- WORK TO BE COMPLETED:
Every line of the entries below that includes "rows" belongs in the answer, copied as written.

Start of Block

//! Stochastic oscillator.
//!
//! %K = (close - lowest low) / (highest high - lowest low) * 100 over k_period,
//! %D = SMA(d_period) of %K. A zero range in the latest window reads as the
//! neutral 50 for both %K and %D.
//! Needs k_period + d_period - 1 candles.

use crate::domain::candle::Candle;

pub const DEFAULT_K_PERIOD: usize = 14;
pub const DEFAULT_D_PERIOD: usize = 3;

#[derive(Debug, Clone, Copy, PartialEq)]
pub struct StochasticResult {
    pub k: f64,
    pub d: f64,
}

pub(crate) fn range_extremes(window: &[Candle]) -> (f64, f64) {
    window.iter().fold((f64::MAX, f64::MIN), |(low, high), c| {
        (low.min(c.low), high.max(c.high))
    })
}

fn percent_k(window: &[Candle]) -> f64 {
    let (lowest, highest) = range_extremes(window);
    let range = highest - lowest;
    if range == 0.0 {
        return 50.0;
    }
    let close = window[window.len() - 1].close;
    (close - lowest) / range * 100.0
}

pub fn calculate_stochastic(
    candles: &[Candle],
    k_period: usize,
    d_period: usize,
) -> Option<StochasticResult> {
    if k_period == 0 || d_period == 0 || candles.len() < k_period + d_period - 1 {
        return None;
    }

    let n = candles.len();
    let (lowest, highest) = range_extremes(&candles[n - k_period..]);
    if highest - lowest == 0.0 {
        return Some(StochasticResult { k: 50.0, d: 50.0 });
    }

    let k_values: Vec<f64> = (0..d_period)
        .rev()
        .map(|back| {
            let end = n - back;
            percent_k(&candles[end - k_period..end])
        })
        .collect();

    let k = k_values[d_period - 1];
    let d = k_values.iter().sum::<f64>() / d_period as f64;
    Some(StochasticResult { k, d })
}

#[cfg(test)]
mod tests {
    use super::*;
    use chrono::{Duration, TimeZone, Utc};

    fn make_candles(rows: &[(f64, f64, f64)]) -> Vec<Candle> {
        let start = Utc.with_ymd_and_hms(2024, 1, 1, 0, 0, 0).unwrap();
        rows.iter()
            .enumerate()
            .map(|(i, &(high, low, close))| Candle {
                timestamp: start + Duration::minutes(i as i64),
                open: close,
                high,
                low,
                close,
                volume: 10.0,
            })
            .collect()
    }

    #[test]
    fn zero_range_is_neutral() {
        let candles = make_candles(&[(10.0, 10.0, 10.0); 20]);
        let result = calculate_stochastic(&candles, 14, 3).unwrap();
        assert_eq!(result.k, 50.0);
        assert_eq!(result.d, 50.0);
    }

    #[test]
    fn flat_latest_window_is_neutral_for_both_lines() {
        let mut rows = vec![(130.0, 80.0, 100.0); 2];
        rows.extend([(100.0, 100.0, 100.0); 14]);
        let result = calculate_stochastic(&make_candles(&rows), 14, 3).unwrap();
        assert_eq!(result.k, 50.0);
        assert_eq!(result.d, 50.0);
    }

    #[test]
    fn close_at_high_is_100() {
        let candles = make_candles(&[(12.0, 8.0, 10.0), (12.0, 8.0, 11.0), (12.0, 8.0, 12.0)]);
        let result = calculate_stochastic(&candles, 3, 1).unwrap();
        assert_eq!(result.k, 100.0);
        assert_eq!(result.d, 100.0);
    }

    #[test]
    fn d_is_average_of_recent_k() {
        // window of 2 for %K, 2 %K values averaged
        let candles = make_candles(&[(10.0, 0.0, 5.0), (10.0, 0.0, 10.0), (10.0, 0.0, 0.0)]);
        let result = calculate_stochastic(&candles, 2, 2).unwrap();
        assert_eq!(result.k, 0.0);
        assert_eq!(result.d, 50.0);
    }

    #[test]
    fn insufficient_data() {
        let candles = make_candles(&[(10.0, 9.0, 9.5); 15]);
        assert!(calculate_stochastic(&candles, 14, 3).is_none());
        assert!(calculate_stochastic(&candles, 0, 3).is_none());
    }
}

End of Block

- TASK ANSWER:
    fn make_candles(rows: &[(f64, f64, f64)]) -> Vec<Candle> {
        rows.iter()
        let mut rows = vec![(130.0, 80.0, 100.0); 2];
        rows.extend([(100.0, 100.0, 100.0); 14]);
        let result = calculate_stochastic(&make_candles(&rows), 14, 3).unwrap();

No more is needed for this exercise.